When you have three kids, a husband with a terminal disease and a full-time career, there isn’t much time left for you. Emily Jennings, in that situation relied on her community. “I couldn’t have done it without my friends. My family, brother-in-law, my sister and friends that just came out of the woodwork.”
20 years later that community continues to support Emily and her family when they walk in the Walk to Defeat ALS®, as well as many other ways. “Every year the walk is different, “ Emily says, “What can we do to make it fresh? Each of my children take turns writing letters to our friends and family who have been contributing. We continue to tell our story.” That support is evident in the results they have achieved over the years: raising nearly $300,000 for The Chapter.
The inspiration for the family to work to raise awareness and dollars to fight ALS comes directly from John. Emily recalls “Once we came to grips with it, then John was like ‘ok, I’m in all the way.’ He was just determined to find a cure; help people find a cure for this horrible thing.”
In addition to the Walk the family has made trips to Washington, D.C. to advocate on behalf of people living with ALS, sits on various committees and the Board of Directors and acts as ambassadors for both The ALS Association and those battling ALS. For 20 years they have taken John’s memory and made it his legacy to help.

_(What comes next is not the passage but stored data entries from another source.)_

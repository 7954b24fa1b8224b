//! Local-password fallback
//!
//! When an IdP is degraded, SSO-linked accounts that also hold a local
//! credential can sign in with it. Sessions come out identical to the SSO
//! path. Failure messages never distinguish "no such user" from "SSO-only
//! account".

use std::sync::Arc;

use sha2::{Digest, Sha256};

use portal_common::{AuthError, AuthResult, SessionCredential};

use crate::session::{SessionIssuer, UserStore};

/// Password-hash verification collaborator.
pub trait PasswordVerifier: Send + Sync {
    fn verify(&self, secret: &str, stored_hash: &str) -> bool;
}

/// SHA-256 hex verifier matching the portal's stored credential format.
pub struct Sha256PasswordVerifier;

impl Sha256PasswordVerifier {
    /// Hash a secret into the stored format.
    pub fn hash(secret: &str) -> String {
        let mut hasher = Sha256::new();
        hasher.update(secret.as_bytes());
        format!("{:x}", hasher.finalize())
    }
}

impl PasswordVerifier for Sha256PasswordVerifier {
    fn verify(&self, secret: &str, stored_hash: &str) -> bool {
        Self::hash(secret) == stored_hash
    }
}

/// Local-password authenticator used while SSO is degraded.
pub struct LocalAuthenticator {
    users: Arc<dyn UserStore>,
    verifier: Arc<dyn PasswordVerifier>,
    issuer: Arc<SessionIssuer>,
    enabled: bool,
}

impl LocalAuthenticator {
    pub fn new(
        users: Arc<dyn UserStore>,
        verifier: Arc<dyn PasswordVerifier>,
        issuer: Arc<SessionIssuer>,
        enabled: bool,
    ) -> Self {
        Self {
            users,
            verifier,
            issuer,
            enabled,
        }
    }

    /// Verify a local credential and issue a session exactly as a
    /// successful SSO resolution would.
    pub async fn authenticate(
        &self,
        identifier: &str,
        secret: &str,
    ) -> AuthResult<SessionCredential> {
        if !self.enabled {
            return Err(AuthError::LocalAuthDisabled);
        }

        let Some(user) = self.users.find_by_email(identifier).await? else {
            tracing::warn!("local auth attempt for unknown identifier");
            return Err(AuthError::UserNotFoundOrSsoOnly);
        };

        // Fallback serves SSO accounts that also carry a local credential.
        if user.external_id.is_none() || user.provider.is_none() {
            return Err(AuthError::UserNotFoundOrSsoOnly);
        }
        let Some(stored_hash) = user.password_hash.as_deref() else {
            return Err(AuthError::UserNotFoundOrSsoOnly);
        };

        if !self.verifier.verify(secret, stored_hash) {
            tracing::warn!(user = %user.id, "local auth rejected: bad credential");
            return Err(AuthError::InvalidCredentials);
        }

        self.issuer.issue_for_user(&user).await
    }
}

Before her diagnosis, Jennifer Beckerman was as an athlete, avid motorcyclist, mother, volunteer and eternal optimist who believed in giving back and paying it forward. Then, on Dec. 9, 2015, she received her diagnosis of ALS.

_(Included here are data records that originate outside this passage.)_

//! Binance API response types.

use rust_decimal::Decimal;
use serde::Deserialize;
use serde_json::Value;

/// Response from GET /api/v3/time.
#[derive(Debug, Clone, Deserialize)]
pub struct ServerTimeResponse {
    #[serde(rename = "serverTime")]
    pub server_time: i64,
}

/// Response from GET /api/v3/exchangeInfo.
#[derive(Debug, Clone, Deserialize)]
pub struct ExchangeInfoResponse {
    pub symbols: Vec<SymbolInfo>,
}

/// One symbol of the exchange info.
#[derive(Debug, Clone, Deserialize)]
pub struct SymbolInfo {
    pub symbol: String,
    #[serde(rename = "baseAsset", default)]
    pub base_asset: Option<String>,
    #[serde(rename = "quoteAsset", default)]
    pub quote_asset: Option<String>,
    /// Filters are kept loosely typed; each filter type has its own fields.
    #[serde(default)]
    pub filters: Vec<Value>,
}

impl SymbolInfo {
    /// Decimal field of the first filter of `filter_type`.
    pub fn filter_value(&self, filter_type: &str, field: &str) -> Option<Decimal> {
        self.filters
            .iter()
            .find(|f| f.get("filterType").and_then(Value::as_str) == Some(filter_type))
            .and_then(|f| f.get(field))
            .and_then(Value::as_str)
            .and_then(|s| s.parse().ok())
    }
}

/// Response from POST /api/v3/order.
#[derive(Debug, Clone, Deserialize)]
pub struct NewOrderResponse {
    pub symbol: String,
    #[serde(rename = "orderId")]
    pub order_id: u64,
    #[serde(rename = "clientOrderId", default)]
    pub client_order_id: String,
    #[serde(rename = "transactTime", default)]
    pub transact_time: i64,
    #[serde(deserialize_with = "deserialize_decimal_from_str")]
    pub price: Decimal,
    #[serde(rename = "origQty", deserialize_with = "deserialize_decimal_from_str")]
    pub orig_qty: Decimal,
    #[serde(
        rename = "executedQty",
        deserialize_with = "deserialize_decimal_from_str"
    )]
    pub executed_qty: Decimal,
    pub status: String,
    #[serde(rename = "type", default)]
    pub order_type: String,
    pub side: String,
    /// Fills included when using newOrderRespType=FULL
    #[serde(default)]
    pub fills: Vec<OrderFill>,
}

/// A fill from an order response.
#[derive(Debug, Clone, Deserialize)]
pub struct OrderFill {
    #[serde(deserialize_with = "deserialize_decimal_from_str")]
    pub price: Decimal,
    #[serde(deserialize_with = "deserialize_decimal_from_str")]
    pub qty: Decimal,
    #[serde(deserialize_with = "deserialize_decimal_from_str")]
    pub commission: Decimal,
    #[serde(rename = "commissionAsset")]
    pub commission_asset: String,
    #[serde(rename = "tradeId")]
    pub trade_id: u64,
}

/// Response from DELETE /api/v3/order.
///
/// Only the order id is guaranteed; the rest depends on the order's state.
#[derive(Debug, Clone, Deserialize)]
pub struct CancelOrderResponse {
    #[serde(rename = "orderId")]
    pub order_id: u64,
    #[serde(rename = "clientOrderId", default)]
    pub client_order_id: Option<String>,
    #[serde(default)]
    pub status: Option<String>,
    #[serde(default, deserialize_with = "deserialize_opt_decimal_from_str")]
    pub price: Option<Decimal>,
    #[serde(
        rename = "origQty",
        default,
        deserialize_with = "deserialize_opt_decimal_from_str"
    )]
    pub orig_qty: Option<Decimal>,
    #[serde(
        rename = "executedQty",
        default,
        deserialize_with = "deserialize_opt_decimal_from_str"
    )]
    pub executed_qty: Option<Decimal>,
    #[serde(default)]
    pub side: Option<String>,
}

/// Response from GET /api/v3/order, and rows of openOrders / allOrders.
#[derive(Debug, Clone, Deserialize)]
pub struct OrderQueryResponse {
    pub symbol: String,
    #[serde(rename = "orderId")]
    pub order_id: u64,
    #[serde(rename = "clientOrderId")]
    pub client_order_id: String,
    #[serde(deserialize_with = "deserialize_decimal_from_str")]
    pub price: Decimal,
    #[serde(rename = "origQty", deserialize_with = "deserialize_decimal_from_str")]
    pub orig_qty: Decimal,
    #[serde(
        rename = "executedQty",
        deserialize_with = "deserialize_decimal_from_str"
    )]
    pub executed_qty: Decimal,
    pub status: String,
    #[serde(rename = "type")]
    pub order_type: String,
    pub side: String,
    #[serde(
        rename = "stopPrice",
        default,
        deserialize_with = "deserialize_opt_decimal_from_str"
    )]
    pub stop_price: Option<Decimal>,
    #[serde(
        rename = "icebergQty",
        default,
        deserialize_with = "deserialize_opt_decimal_from_str"
    )]
    pub iceberg_qty: Option<Decimal>,
    pub time: i64,
    #[serde(rename = "updateTime")]
    pub update_time: i64,
}

/// Response from GET /api/v3/account.
#[derive(Debug, Clone, Deserialize)]
pub struct AccountResponse {
    pub balances: Vec<AssetBalance>,
}

impl AccountResponse {
    /// Free balance of an asset, zero if the account holds none.
    pub fn free(&self, asset: &str) -> Decimal {
        self.balances
            .iter()
            .find(|b| b.asset == asset)
            .map(|b| b.free)
            .unwrap_or(Decimal::ZERO)
    }
}

/// One asset of the account.
#[derive(Debug, Clone, Deserialize)]
pub struct AssetBalance {
    pub asset: String,
    #[serde(deserialize_with = "deserialize_decimal_from_str")]
    pub free: Decimal,
    #[serde(deserialize_with = "deserialize_decimal_from_str")]
    pub locked: Decimal,
}

/// Response from GET /api/v3/ticker/bookTicker.
#[derive(Debug, Clone, Deserialize)]
pub struct BookTickerResponse {
    pub symbol: String,
    #[serde(rename = "bidPrice", deserialize_with = "deserialize_decimal_from_str")]
    pub bid_price: Decimal,
    #[serde(rename = "askPrice", deserialize_with = "deserialize_decimal_from_str")]
    pub ask_price: Decimal,
}

/// Deserialize a Decimal from a string.
fn deserialize_decimal_from_str<'de, D>(deserializer: D) -> Result<Decimal, D::Error>
where
    D: serde::Deserializer<'de>,
{
    let s: &str = Deserialize::deserialize(deserializer)?;
    s.parse::<Decimal>().map_err(serde::de::Error::custom)
}

/// Deserialize an optional Decimal from a string.
fn deserialize_opt_decimal_from_str<'de, D>(deserializer: D) -> Result<Option<Decimal>, D::Error>
where
    D: serde::Deserializer<'de>,
{
    let s: Option<&str> = Deserialize::deserialize(deserializer)?;
    s.map(|s| s.parse::<Decimal>().map_err(serde::de::Error::custom))
        .transpose()
}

“It was an insignificant day until it became significant,” she said.
Now Jennifer Beckerman is a fan of her daughter’s mad soccer skills and loves riding on the back of her boyfriend’s motorcycle. She is a mother, volunteer and eternal optimist who believes in giving back and paying it forward.

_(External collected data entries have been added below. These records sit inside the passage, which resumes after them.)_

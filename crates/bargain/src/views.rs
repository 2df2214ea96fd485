//! Named price and balance views.

use execution_core::Side;
use std::fmt;
use std::str::FromStr;

/// Which price [`Bargain::price`](crate::Bargain::price) returns.
#[derive(Debug, Clone, PartialEq, Eq)]
pub enum PriceKind {
    /// Ask minus bid.
    Spread,
    /// Cached reference (index) price. `force_live` skips the cache.
    Index { force_live: bool },
    /// Price that takes liquidity: ask for a buy, bid for a sell.
    Last(Side),
    /// Price that provides liquidity: bid for a buy, ask for a sell.
    MarketMaker(Side),
    /// Venue mark price.
    Mark,
    /// Bid/ask midpoint.
    Mid,
    /// Mid minus the index price.
    RefDelta,
    /// Any price field the venue reports, by name (e.g. `lastPrice`).
    Named(String),
}

impl fmt::Display for PriceKind {
    fn fmt(&self, f: &mut fmt::Formatter<'_>) -> fmt::Result {
        match self {
            Self::Spread => write!(f, "spread"),
            Self::Index { force_live: false } => write!(f, "index"),
            Self::Index { force_live: true } => write!(f, "index-live"),
            Self::Last(Side::Buy) => write!(f, "last-buy"),
            Self::Last(Side::Sell) => write!(f, "last-sell"),
            Self::MarketMaker(Side::Buy) => write!(f, "maker-buy"),
            Self::MarketMaker(Side::Sell) => write!(f, "maker-sell"),
            Self::Mark => write!(f, "mark"),
            Self::Mid => write!(f, "mid"),
            Self::RefDelta => write!(f, "ref-delta"),
            Self::Named(name) => write!(f, "{}", name),
        }
    }
}

impl FromStr for PriceKind {
    type Err = ParsePriceKindError;

    /// Short names are matched case-insensitively; anything else is taken
    /// as a venue field name.
    fn from_str(s: &str) -> Result<Self, Self::Err> {
        let s = s.trim();
        if s.is_empty() {
            return Err(ParsePriceKindError(s.to_string()));
        }

        Ok(match s.to_ascii_lowercase().as_str() {
            "spread" | "delta" => Self::Spread,
            "index" | "indexprice" => Self::Index { force_live: false },
            "index-live" => Self::Index { force_live: true },
            "last-buy" | "last" => Self::Last(Side::Buy),
            "last-sell" => Self::Last(Side::Sell),
            "maker-buy" | "maker" => Self::MarketMaker(Side::Buy),
            "maker-sell" => Self::MarketMaker(Side::Sell),
            "mark" | "market" | "markprice" => Self::Mark,
            "mid" | "lastmidprice" => Self::Mid,
            "ref-delta" => Self::RefDelta,
            _ => Self::Named(s.to_string()),
        })
    }
}

/// Error parsing a price kind.
#[derive(Debug, Clone)]
pub struct ParsePriceKindError(String);

impl fmt::Display for ParsePriceKindError {
    fn fmt(&self, f: &mut fmt::Formatter<'_>) -> fmt::Result {
        write!(f, "invalid price kind '{}'", self.0)
    }
}

impl std::error::Error for ParsePriceKindError {}

/// Unit of [`Bargain::balance`](crate::Bargain::balance).
#[derive(Debug, Clone, PartialEq, Eq)]
pub enum BalanceUnit {
    /// Venue units (satoshi on BitMEX) times position leverage.
    Native,
    /// Native balance converted from satoshi to XBT.
    Xbt,
    /// XBT balance valued at the given price.
    Usd(PriceKind),
}
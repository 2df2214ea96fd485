//! Source-key correlation over the execution ledger.

use crate::client_order_id::{ClientOrderIdCodec, SourceKey};
use crate::ledger::ExecutionLedger;
use chrono::{DateTime, TimeDelta, Utc};
use std::collections::HashSet;
use std::time::Duration;

/// Window used by [`OrderCorrelator::find_recent_by_key`] when none is given.
pub const DEFAULT_RECENT_WINDOW: Duration = Duration::from_secs(30);

/// A window of `length` ending at `end`.
#[derive(Debug, Clone, Copy, PartialEq, Eq)]
pub struct TimeWindow {
    pub end: DateTime<Utc>,
    pub length: Duration,
}

impl TimeWindow {
    pub fn ending_at(end: DateTime<Utc>, length: Duration) -> Self {
        Self { end, length }
    }

    /// Earliest excluded instant. `None` if the window reaches past the
    /// representable range and so covers all history.
    pub fn start(&self) -> Option<DateTime<Utc>> {
        TimeDelta::from_std(self.length)
            .ok()
            .and_then(|d| self.end.checked_sub_signed(d))
    }

    /// Strictly after the start. The end is not an upper bound, so rows
    /// stamped slightly ahead of the local clock still count.
    pub fn contains(&self, t: DateTime<Utc>) -> bool {
        match self.start() {
            Some(start) => t > start,
            None => true,
        }
    }
}

/// Finds the client order ids of one source key that show up in the ledger.
#[derive(Debug, Clone, Copy)]
pub struct OrderCorrelator<'a> {
    codec: &'a ClientOrderIdCodec,
}

impl<'a> OrderCorrelator<'a> {
    pub fn new(codec: &'a ClientOrderIdCodec) -> Self {
        Self { codec }
    }

    /// Client order ids whose source key is `key`, in order of first
    /// execution, each reported once.
    pub fn correlate(
        &self,
        ledger: &ExecutionLedger,
        key: &SourceKey,
        window: Option<TimeWindow>,
    ) -> Vec<String> {
        let mut seen = HashSet::new();
        let mut ids = Vec::new();

        for record in ledger.records() {
            if let Some(w) = window {
                if !w.contains(record.transact_time) {
                    continue;
                }
            }
            if seen.contains(record.client_order_id.as_str()) {
                continue;
            }
            if self.codec.parse(&record.client_order_id) == *key {
                seen.insert(record.client_order_id.as_str());
                ids.push(record.client_order_id.clone());
            }
        }

        ids
    }

    /// [`correlate`](Self::correlate) restricted to the last `window`
    /// (30 seconds by default) before `now`.
    pub fn find_recent_by_key(
        &self,
        ledger: &ExecutionLedger,
        key: &SourceKey,
        now: DateTime<Utc>,
        window: Option<Duration>,
    ) -> Vec<String> {
        let window = TimeWindow::ending_at(now, window.unwrap_or(DEFAULT_RECENT_WINDOW));
        self.correlate(ledger, key, Some(window))
    }
}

“Nothing has changed. I’ve just added three letters to my life.” she said. “ALS has not changed my goals. I just live my life in a more swift fashion to make sure things get accomplished.”
Since her diagnosis, Jennifer has gone to Sturgis, sat on the beach in Mexico and continues to ‘chase the sun.’ “I have found so much kindness being in this chair,” she said. “I would never have wished for ALS, but somehow it has given me so much more.”